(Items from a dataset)

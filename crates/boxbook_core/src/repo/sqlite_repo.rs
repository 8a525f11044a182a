//! SQLite-backed inventory repository.
//!
//! # Responsibility
//! - Persist boxes, books and box membership in the migrated ledger schema.
//! - Keep SQL details inside the core persistence boundary.
//!
//! # Invariants
//! - Box membership is stored as `box_contents` rows ordered by `position`.
//! - Multi-statement writes run inside a transaction, reusing the caller's
//!   transaction when one is already open.
//! - Read paths reject invalid persisted state instead of masking it.

use super::inventory_repo::{InventoryRepository, InventoryStore, RepoError, RepoResult};
use crate::db::migrations::{current_user_version, latest_version};
use crate::model::book::{BookId, BookRecord, BookStatus};
use crate::model::box_record::{BoxId, BoxRecord};
use log::warn;
use rusqlite::{params, Connection, OptionalExtension, Row, Transaction, TransactionBehavior};
use std::collections::HashMap;
use uuid::Uuid;

const BOX_SELECT_SQL: &str = "SELECT
    box_uuid,
    name,
    created_at,
    updated_at
FROM boxes";

const BOOK_SELECT_SQL: &str = "SELECT
    book_uuid,
    title,
    description,
    author,
    price,
    status,
    created_at,
    updated_at
FROM books";

/// SQLite-backed inventory repository.
pub struct SqliteInventoryRepository<'conn> {
    conn: &'conn Connection,
}

impl<'conn> SqliteInventoryRepository<'conn> {
    /// Creates repository from a migrated connection.
    ///
    /// # Errors
    /// - [`RepoError::UninitializedConnection`] when migrations were not applied.
    /// - [`RepoError::MissingRequiredTable`] when the schema is incomplete.
    pub fn try_new(conn: &'conn Connection) -> RepoResult<Self> {
        ensure_inventory_connection_ready(conn)?;
        Ok(Self { conn })
    }
}

impl InventoryStore for SqliteInventoryRepository<'_> {
    fn get_box(&self, id: BoxId) -> RepoResult<Option<BoxRecord>> {
        let mut stmt = self
            .conn
            .prepare(&format!("{BOX_SELECT_SQL} WHERE box_uuid = ?1;"))?;
        let mut rows = stmt.query([id.to_string()])?;
        let Some(row) = rows.next()? else {
            return Ok(None);
        };

        let mut record = parse_box_row(row)?;
        record.contents = load_box_contents(self.conn, id)?;
        record.validate()?;
        Ok(Some(record))
    }

    fn put_box(&self, record: &BoxRecord) -> RepoResult<()> {
        record.validate()?;

        with_write_scope(self.conn, |conn| {
            conn.execute(
                "INSERT INTO boxes (box_uuid, name, created_at, updated_at)
                 VALUES (?1, ?2, ?3, ?4)
                 ON CONFLICT(box_uuid) DO UPDATE SET
                    name = excluded.name,
                    updated_at = excluded.updated_at;",
                params![
                    record.id.to_string(),
                    record.name.as_str(),
                    record.created_at,
                    record.updated_at,
                ],
            )?;

            conn.execute(
                "DELETE FROM box_contents WHERE box_uuid = ?1;",
                [record.id.to_string()],
            )?;
            for (position, book_id) in record.contents.iter().enumerate() {
                conn.execute(
                    "INSERT INTO box_contents (box_uuid, book_uuid, position)
                     VALUES (?1, ?2, ?3);",
                    params![record.id.to_string(), book_id.to_string(), position as i64],
                )?;
            }
            Ok(())
        })
    }

    fn delete_box(&self, id: BoxId) -> RepoResult<bool> {
        let changed = self
            .conn
            .execute("DELETE FROM boxes WHERE box_uuid = ?1;", [id.to_string()])?;
        Ok(changed > 0)
    }

    fn list_boxes(&self) -> RepoResult<Vec<BoxRecord>> {
        let mut contents_by_box = load_all_box_contents(self.conn)?;

        let mut stmt = self.conn.prepare(&format!(
            "{BOX_SELECT_SQL} ORDER BY created_at ASC, box_uuid ASC;"
        ))?;
        let mut rows = stmt.query([])?;
        let mut boxes = Vec::new();
        while let Some(row) = rows.next()? {
            let mut record = parse_box_row(row)?;
            record.contents = contents_by_box.remove(&record.id).unwrap_or_default();
            record.validate()?;
            boxes.push(record);
        }

        Ok(boxes)
    }

    fn get_book(&self, id: BookId) -> RepoResult<Option<BookRecord>> {
        let record = self
            .conn
            .query_row(
                &format!("{BOOK_SELECT_SQL} WHERE book_uuid = ?1;"),
                [id.to_string()],
                |row| Ok(parse_book_row(row)),
            )
            .optional()?
            .transpose()?;

        if let Some(record) = &record {
            record.validate()?;
        }
        Ok(record)
    }

    fn put_book(&self, record: &BookRecord) -> RepoResult<()> {
        record.validate()?;

        self.conn.execute(
            "INSERT INTO books (
                book_uuid,
                title,
                description,
                author,
                price,
                status,
                created_at,
                updated_at
            ) VALUES (?1, ?2, ?3, ?4, ?5, ?6, ?7, ?8)
            ON CONFLICT(book_uuid) DO UPDATE SET
                title = excluded.title,
                description = excluded.description,
                author = excluded.author,
                price = excluded.price,
                status = excluded.status,
                updated_at = excluded.updated_at;",
            params![
                record.id.to_string(),
                record.title.as_str(),
                record.description.as_str(),
                record.author.as_str(),
                record.price,
                book_status_to_db(record.status),
                record.created_at,
                record.updated_at,
            ],
        )?;
        Ok(())
    }

    fn delete_book(&self, id: BookId) -> RepoResult<bool> {
        let changed = self
            .conn
            .execute("DELETE FROM books WHERE book_uuid = ?1;", [id.to_string()])?;
        Ok(changed > 0)
    }

    fn list_books(&self) -> RepoResult<Vec<BookRecord>> {
        let mut stmt = self.conn.prepare(&format!(
            "{BOOK_SELECT_SQL} ORDER BY created_at ASC, book_uuid ASC;"
        ))?;
        let mut rows = stmt.query([])?;
        let mut books = Vec::new();
        while let Some(row) = rows.next()? {
            let record = parse_book_row(row)?;
            record.validate()?;
            books.push(record);
        }
        Ok(books)
    }
}

impl InventoryRepository for SqliteInventoryRepository<'_> {
    fn atomically<T, E, F>(&self, f: F) -> Result<T, E>
    where
        F: FnOnce(&dyn InventoryStore) -> Result<T, E>,
        E: From<RepoError>,
    {
        let tx = Transaction::new_unchecked(self.conn, TransactionBehavior::Immediate)
            .map_err(RepoError::from)?;

        match f(self) {
            Ok(value) => {
                tx.commit().map_err(RepoError::from)?;
                Ok(value)
            }
            Err(err) => {
                if let Err(rollback_err) = tx.rollback() {
                    warn!(
                        "event=tx_rollback module=repo status=error error={}",
                        rollback_err
                    );
                }
                Err(err)
            }
        }
    }
}

fn with_write_scope<T>(
    conn: &Connection,
    f: impl FnOnce(&Connection) -> RepoResult<T>,
) -> RepoResult<T> {
    if !conn.is_autocommit() {
        return f(conn);
    }

    let tx = Transaction::new_unchecked(conn, TransactionBehavior::Immediate)?;
    let value = f(&tx)?;
    tx.commit()?;
    Ok(value)
}

fn load_box_contents(conn: &Connection, box_id: BoxId) -> RepoResult<Vec<BookId>> {
    let mut stmt = conn.prepare(
        "SELECT book_uuid
         FROM box_contents
         WHERE box_uuid = ?1
         ORDER BY position ASC;",
    )?;
    let mut rows = stmt.query([box_id.to_string()])?;
    let mut contents = Vec::new();
    while let Some(row) = rows.next()? {
        let value: String = row.get(0)?;
        contents.push(parse_uuid(&value, "box_contents.book_uuid")?);
    }
    Ok(contents)
}

fn load_all_box_contents(conn: &Connection) -> RepoResult<HashMap<BoxId, Vec<BookId>>> {
    let mut stmt = conn.prepare(
        "SELECT box_uuid, book_uuid
         FROM box_contents
         ORDER BY box_uuid ASC, position ASC;",
    )?;
    let mut rows = stmt.query([])?;
    let mut contents: HashMap<BoxId, Vec<BookId>> = HashMap::new();
    while let Some(row) = rows.next()? {
        let box_text: String = row.get(0)?;
        let book_text: String = row.get(1)?;
        contents
            .entry(parse_uuid(&box_text, "box_contents.box_uuid")?)
            .or_default()
            .push(parse_uuid(&book_text, "box_contents.book_uuid")?);
    }
    Ok(contents)
}

fn parse_box_row(row: &Row<'_>) -> RepoResult<BoxRecord> {
    let id_text: String = row.get("box_uuid")?;
    Ok(BoxRecord {
        id: parse_uuid(&id_text, "boxes.box_uuid")?,
        name: row.get("name")?,
        contents: Vec::new(),
        created_at: row.get("created_at")?,
        updated_at: row.get("updated_at")?,
    })
}

fn parse_book_row(row: &Row<'_>) -> RepoResult<BookRecord> {
    let id_text: String = row.get("book_uuid")?;
    let status_text: String = row.get("status")?;
    let status = parse_book_status(&status_text).ok_or_else(|| {
        RepoError::InvalidData(format!("invalid book status `{status_text}` in books.status"))
    })?;

    Ok(BookRecord {
        id: parse_uuid(&id_text, "books.book_uuid")?,
        title: row.get("title")?,
        description: row.get("description")?,
        author: row.get("author")?,
        price: row.get("price")?,
        status,
        created_at: row.get("created_at")?,
        updated_at: row.get("updated_at")?,
    })
}

fn parse_uuid(value: &str, column: &str) -> RepoResult<Uuid> {
    Uuid::parse_str(value)
        .map_err(|_| RepoError::InvalidData(format!("invalid uuid value `{value}` in {column}")))
}

fn book_status_to_db(status: BookStatus) -> &'static str {
    match status {
        BookStatus::Stored => "stored",
        BookStatus::Unstored => "unstored",
    }
}

fn parse_book_status(value: &str) -> Option<BookStatus> {
    match value {
        "stored" => Some(BookStatus::Stored),
        "unstored" => Some(BookStatus::Unstored),
        _ => None,
    }
}

fn ensure_inventory_connection_ready(conn: &Connection) -> RepoResult<()> {
    let expected_version = latest_version();
    let actual_version = current_user_version(conn)?;
    if actual_version != expected_version {
        return Err(RepoError::UninitializedConnection {
            expected_version,
            actual_version,
        });
    }

    for table in ["boxes", "books", "box_contents"] {
        if !table_exists(conn, table)? {
            return Err(RepoError::MissingRequiredTable(table));
        }
    }
    Ok(())
}

fn table_exists(conn: &Connection, table: &str) -> RepoResult<bool> {
    let exists: i64 = conn.query_row(
        "SELECT EXISTS(
            SELECT 1
            FROM sqlite_master
            WHERE type = 'table' AND name = ?1
        );",
        [table],
        |row| row.get(0),
    )?;
    Ok(exists == 1)
}

#[cfg(test)]
mod tests {
    use super::{parse_book_status, SqliteInventoryRepository};
    use crate::db::open_db_in_memory;
    use crate::model::book::BookStatus;
    use crate::repo::inventory_repo::RepoError;
    use rusqlite::Connection;

    #[test]
    fn parse_book_status_is_case_sensitive() {
        assert_eq!(parse_book_status("stored"), Some(BookStatus::Stored));
        assert_eq!(parse_book_status("Stored"), None);
    }

    #[test]
    fn try_new_rejects_unmigrated_connection() {
        let conn = Connection::open_in_memory().expect("open raw connection");
        let err = SqliteInventoryRepository::try_new(&conn)
            .err()
            .expect("unmigrated connection must be rejected");
        assert!(matches!(
            err,
            RepoError::UninitializedConnection {
                actual_version: 0,
                ..
            }
        ));
    }

    #[test]
    fn try_new_accepts_migrated_connection() {
        let conn = open_db_in_memory().expect("open migrated connection");
        assert!(SqliteInventoryRepository::try_new(&conn).is_ok());
    }
}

[WHAT IS BEING ASKED]
Write out only the lines from the very start of the entries above to the line that includes "reusing the caller's", both ends included, each one unchanged.

[ANSWER SECTION]
filename crates/boxbook_core/src/repo/sqlite_repo.rs
repository 8a525f11044a182a
//! SQLite-backed inventory repository.
//!
//! # Responsibility
//! - Persist boxes, books and box membership in the migrated ledger schema.
//! - Keep SQL details inside the core persistence boundary.
//!
//! # Invariants
//! - Box membership is stored as `box_contents` rows ordered by `position`.
//! - Multi-statement writes run inside a transaction, reusing the caller's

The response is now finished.